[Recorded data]
○ ○ ○ ○
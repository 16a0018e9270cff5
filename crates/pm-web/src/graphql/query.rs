//! Query root.
//!
//! Root fields are nullable so a failing field does not null its siblings.

use async_graphql::{Context, Object, Result, ID};
use pm_core::{client, project};

use super::error::gql_error;
use super::store;
use super::types::{ClientObject, ProjectObject};

#[derive(Default)]
pub struct QueryRoot;

#[Object]
impl QueryRoot {
    /// All clients, in store order.
    async fn clients(&self, ctx: &Context<'_>) -> Result<Option<Vec<ClientObject>>> {
        let clients = client::list_clients(store(ctx)?.as_ref())
            .await
            .map_err(|e| gql_error(&e))?;
        Ok(Some(clients.into_iter().map(ClientObject::from).collect()))
    }

    async fn client(&self, ctx: &Context<'_>, id: ID) -> Result<Option<ClientObject>> {
        let found = client::get_client(store(ctx)?.as_ref(), &id)
            .await
            .map_err(|e| gql_error(&e))?;
        Ok(found.map(ClientObject::from))
    }

    /// All projects, in store order.
    async fn projects(&self, ctx: &Context<'_>) -> Result<Option<Vec<ProjectObject>>> {
        let projects = project::list_projects(store(ctx)?.as_ref())
            .await
            .map_err(|e| gql_error(&e))?;
        Ok(Some(projects.into_iter().map(ProjectObject::from).collect()))
    }

    async fn project(&self, ctx: &Context<'_>, id: ID) -> Result<Option<ProjectObject>> {
        let found = project::get_project(store(ctx)?.as_ref(), &id)
            .await
            .map_err(|e| gql_error(&e))?;
        Ok(found.map(ProjectObject::from))
    }

    /// Projects owned by one client.
    async fn client_projects(
        &self,
        ctx: &Context<'_>,
        client_id: ID,
    ) -> Result<Option<Vec<ProjectObject>>> {
        let projects = project::list_projects_by_client(store(ctx)?.as_ref(), &client_id)
            .await
            .map_err(|e| gql_error(&e))?;
        Ok(Some(projects.into_iter().map(ProjectObject::from).collect()))
    }
}
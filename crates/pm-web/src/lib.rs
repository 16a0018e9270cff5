//! PM Web Server
//!
//! Axum server exposing the GraphQL API.

pub mod graphql;
pub mod routes;
pub mod state;

use axum::{
    routing::{get, post},
    Router,
};
use tower_http::{
    cors::{Any, CorsLayer},
    trace::TraceLayer,
};

pub use state::{AppState, SharedStore};

/// Server settings.
#[derive(Debug, Clone)]
pub struct ServerConfig {
    pub host: String,
    pub port: u16,
    /// Serve the GraphiQL IDE on `GET /graphql`.
    pub graphiql: bool,
}

/// Create the application router.
pub fn create_router(state: AppState, graphiql: bool) -> Router {
    let cors = CorsLayer::new()
        .allow_origin(Any)
        .allow_methods(Any)
        .allow_headers(Any);

    let endpoint = if graphiql {
        get(routes::graphql::graphiql).post(routes::graphql::execute)
    } else {
        post(routes::graphql::execute)
    };

    Router::new()
        .route("/graphql", endpoint)
        .route("/health", get(routes::health::health))
        .layer(TraceLayer::new_for_http())
        .layer(cors)
        .with_state(state)
}

/// Run the web server.
pub async fn run_server(store: SharedStore, config: ServerConfig) -> anyhow::Result<()> {
    let state = AppState::new(store);
    let app = create_router(state, config.graphiql);

    let addr = format!("{}:{}", config.host, config.port);
    let listener = tokio::net::TcpListener::bind(&addr).await?;
    tracing::info!("GraphQL server listening on http://{}/graphql", addr);

    axum::serve(listener, app).await?;
    Ok(())
}

#[cfg(test)]
mod tests {
    use super::*;
    use axum::body::{to_bytes, Body};
    use axum::http::{Request, StatusCode};
    use pm_store::MemoryStore;
    use serde_json::{json, Value};
    use std::sync::Arc;
    use tower::ServiceExt;

    fn app(graphiql: bool) -> Router {
        create_router(AppState::new(Arc::new(MemoryStore::new())), graphiql)
    }

    async fn post_graphql(app: Router, body: Value) -> (StatusCode, Value) {
        let response = app
            .oneshot(
                Request::builder()
                    .method("POST")
                    .uri("/graphql")
                    .header("content-type", "application/json")
                    .body(Body::from(body.to_string()))
                    .unwrap(),
            )
            .await
            .unwrap();
        let status = response.status();
        let bytes = to_bytes(response.into_body(), usize::MAX).await.unwrap();
        (status, serde_json::from_slice(&bytes).unwrap())
    }

    #[tokio::test]
    async fn test_post_with_variables() {
        let query = "mutation Add($name: String!, $email: String!, $phone: String!) { \
            addClient(name: $name, email: $email, phone: $phone) { name email phone } }";
        let (status, body) = post_graphql(
            app(false),
            json!({
                "query": query,
                "variables": { "name": "Ada", "email": "ada@example.com", "phone": "555" }
            }),
        )
        .await;
        assert_eq!(status, StatusCode::OK);
        assert_eq!(
            body["data"]["addClient"],
            json!({"name": "Ada", "email": "ada@example.com", "phone": "555"})
        );
        assert!(body.get("errors").is_none());
    }

    #[tokio::test]
    async fn test_errors_are_reported_in_body() {
        let (status, body) = post_graphql(
            app(false),
            json!({ "query": "mutation { updateProject(id: \"ghost\", name: \"x\") { id } }" }),
        )
        .await;
        assert_eq!(status, StatusCode::OK);
        assert_eq!(body["data"]["updateProject"], Value::Null);
        assert_eq!(body["errors"][0]["extensions"]["code"], json!("NOT_FOUND"));
    }

    #[tokio::test]
    async fn test_graphiql_only_when_enabled() {
        let get = || Request::builder().uri("/graphql").body(Body::empty()).unwrap();

        let enabled = app(true).oneshot(get()).await.unwrap();
        assert_eq!(enabled.status(), StatusCode::OK);

        let disabled = app(false).oneshot(get()).await.unwrap();
        assert_eq!(disabled.status(), StatusCode::METHOD_NOT_ALLOWED);
    }

    #[tokio::test]
    async fn test_health() {
        let response = app(false)
            .oneshot(Request::builder().uri("/health").body(Body::empty()).unwrap())
            .await
            .unwrap();
        assert_eq!(response.status(), StatusCode::OK);
        let bytes = to_bytes(response.into_body(), usize::MAX).await.unwrap();
        let body: Value = serde_json::from_slice(&bytes).unwrap();
        assert_eq!(body, json!({"status": "ok"}));
    }
}
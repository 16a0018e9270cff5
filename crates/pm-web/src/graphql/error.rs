//! Mapping of domain errors onto GraphQL field errors.

use async_graphql::ErrorExtensions;
use pm_core::PmError;

pub const NOT_FOUND: &str = "NOT_FOUND";
pub const BAD_USER_INPUT: &str = "BAD_USER_INPUT";
pub const STORE_ERROR: &str = "STORE_ERROR";

/// Machine-readable code placed in `extensions.code`.
pub fn error_code(err: &PmError) -> &'static str {
    match err {
        PmError::ValidationError(_) => BAD_USER_INPUT,
        e if e.is_not_found() => NOT_FOUND,
        _ => STORE_ERROR,
    }
}

/// Convert a domain error into an error attached to the resolving field.
pub fn gql_error(err: &PmError) -> async_graphql::Error {
    let code = error_code(err);
    if code == STORE_ERROR {
        tracing::error!(error = %err, "Store operation failed");
    }
    async_graphql::Error::new(err.to_string()).extend_with(|_, ext| ext.set("code", code))
}

#[cfg(test)]
mod tests {
    use super::*;
    use pm_store::StoreError;

    #[test]
    fn test_codes() {
        assert_eq!(error_code(&PmError::validation("x")), BAD_USER_INPUT);
        assert_eq!(error_code(&PmError::ProjectNotFound("p".into())), NOT_FOUND);
        assert_eq!(error_code(&PmError::Store(StoreError::NotFound("p".into()))), NOT_FOUND);
        assert_eq!(
            error_code(&PmError::Store(StoreError::OperationFailed("boom".into()))),
            STORE_ERROR
        );
    }

    #[test]
    fn test_message_preserved() {
        let err = gql_error(&PmError::ProjectNotFound("p9".into()));
        assert_eq!(err.message, "Project not found: p9");
    }
}
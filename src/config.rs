use color_eyre::{eyre::eyre, Result};
use serde::Deserialize;
use std::path::{Path, PathBuf};

use crate::query::DEFAULT_PAGE_SIZE;

#[derive(Debug, Clone, Deserialize)]
pub struct Config {
  pub api: ApiConfig,
  #[serde(default)]
  pub store: StoreConfig,
  #[serde(default)]
  pub logging: LoggingConfig,
}

#[derive(Debug, Clone, Deserialize)]
pub struct ApiConfig {
  /// Base URL that resource paths are appended to (e.g., https://host/api/)
  pub url: String,
  #[serde(default = "default_timeout_secs")]
  pub timeout_secs: u64,
}

fn default_timeout_secs() -> u64 {
  30
}

#[derive(Debug, Clone, Deserialize)]
pub struct StoreConfig {
  #[serde(default = "default_page_size")]
  pub page_size: usize,
  /// How many records `recent` asks for
  #[serde(default = "default_recent_limit")]
  pub recent_limit: usize,
}

fn default_page_size() -> usize {
  DEFAULT_PAGE_SIZE
}

fn default_recent_limit() -> usize {
  5
}

impl Default for StoreConfig {
  fn default() -> Self {
    Self {
      page_size: default_page_size(),
      recent_limit: default_recent_limit(),
    }
  }
}

#[derive(Debug, Clone, Deserialize)]
pub struct LoggingConfig {
  /// Filter directive used when RUST_LOG is unset
  #[serde(default = "default_level")]
  pub level: String,
  /// Write daily-rolling log files here instead of stderr
  pub directory: Option<PathBuf>,
}

fn default_level() -> String {
  "info".to_string()
}

impl Default for LoggingConfig {
  fn default() -> Self {
    Self {
      level: default_level(),
      directory: None,
    }
  }
}

impl Config {
  /// Load configuration from file.
  ///
  /// Search order:
  /// 1. Explicit path if provided
  /// 2. ./fintrack.yaml (current directory)
  /// 3. $XDG_CONFIG_HOME/fintrack/config.yaml
  pub fn load(explicit_path: Option<&Path>) -> Result<Self> {
    let path = if let Some(p) = explicit_path {
      if p.exists() {
        Some(p.to_path_buf())
      } else {
        return Err(eyre!("Config file not found: {}", p.display()));
      }
    } else {
      Self::find_config_file()
    };

    match path {
      Some(p) => Self::load_from_path(&p),
      None => Err(eyre!(
        "No configuration file found. Create one at ~/.config/fintrack/config.yaml\n\
                 See config.example.yaml for the format."
      )),
    }
  }

  fn find_config_file() -> Option<PathBuf> {
    let local = PathBuf::from("fintrack.yaml");
    if local.exists() {
      return Some(local);
    }

    if let Some(config_dir) = dirs::config_dir() {
      let xdg_path = config_dir.join("fintrack").join("config.yaml");
      if xdg_path.exists() {
        return Some(xdg_path);
      }
    }

    None
  }

  fn load_from_path(path: &Path) -> Result<Self> {
    let contents = std::fs::read_to_string(path)
      .map_err(|e| eyre!("Failed to read config file {}: {}", path.display(), e))?;

    Self::parse(&contents).map_err(|e| eyre!("Failed to parse config file {}: {}", path.display(), e))
  }

  fn parse(contents: &str) -> std::result::Result<Self, serde_yaml::Error> {
    serde_yaml::from_str(contents)
  }

  /// Bearer token for the API, from FINTRACK_API_TOKEN.
  ///
  /// Optional: a backend without auth needs none.
  pub fn api_token() -> Option<String> {
    std::env::var("FINTRACK_API_TOKEN")
      .ok()
      .filter(|token| !token.trim().is_empty())
  }
}

#[cfg(test)]
mod tests {
  use super::*;

  #[test]
  fn test_minimal_config_uses_defaults() {
    let config = Config::parse("api:\n  url: https://finance.example.com/api/\n").unwrap();
    assert_eq!(config.api.timeout_secs, 30);
    assert_eq!(config.store.page_size, 20);
    assert_eq!(config.store.recent_limit, 5);
    assert_eq!(config.logging.level, "info");
    assert!(config.logging.directory.is_none());
  }

  #[test]
  fn test_full_config() {
    let yaml = r#"
api:
  url: http://localhost:8080/
  timeout_secs: 5
store:
  page_size: 50
  recent_limit: 10
logging:
  level: fintrack=debug
  directory: /tmp/fintrack-logs
"#;
    let config = Config::parse(yaml).unwrap();
    assert_eq!(config.api.timeout_secs, 5);
    assert_eq!(config.store.page_size, 50);
    assert_eq!(config.logging.level, "fintrack=debug");
    assert_eq!(
      config.logging.directory.as_deref(),
      Some(Path::new("/tmp/fintrack-logs"))
    );
  }

  #[test]
  fn test_missing_explicit_path_is_an_error() {
    let err = Config::load(Some(Path::new("/nonexistent/fintrack.yaml"))).unwrap_err();
    assert!(err.to_string().contains("Config file not found"));
  }
}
○ ○ ○ ○
From the records above, print exactly the lines that run from the line with "serde_yaml::from_str(contents)" to the line with "url: http://localhost:8080/", inclusive.

    serde_yaml::from_str(contents)
  }

  /// Bearer token for the API, from FINTRACK_API_TOKEN.
  ///
  /// Optional: a backend without auth needs none.
  pub fn api_token() -> Option<String> {
    std::env::var("FINTRACK_API_TOKEN")
      .ok()
      .filter(|token| !token.trim().is_empty())
  }
}

#[cfg(test)]
mod tests {
  use super::*;

  #[test]
  fn test_minimal_config_uses_defaults() {
    let config = Config::parse("api:\n  url: https://finance.example.com/api/\n").unwrap();
    assert_eq!(config.api.timeout_secs, 30);
    assert_eq!(config.store.page_size, 20);
    assert_eq!(config.store.recent_limit, 5);
    assert_eq!(config.logging.level, "info");
    assert!(config.logging.directory.is_none());
  }

  #[test]
  fn test_full_config() {
    let yaml = r#"
api:
  url: http://localhost:8080/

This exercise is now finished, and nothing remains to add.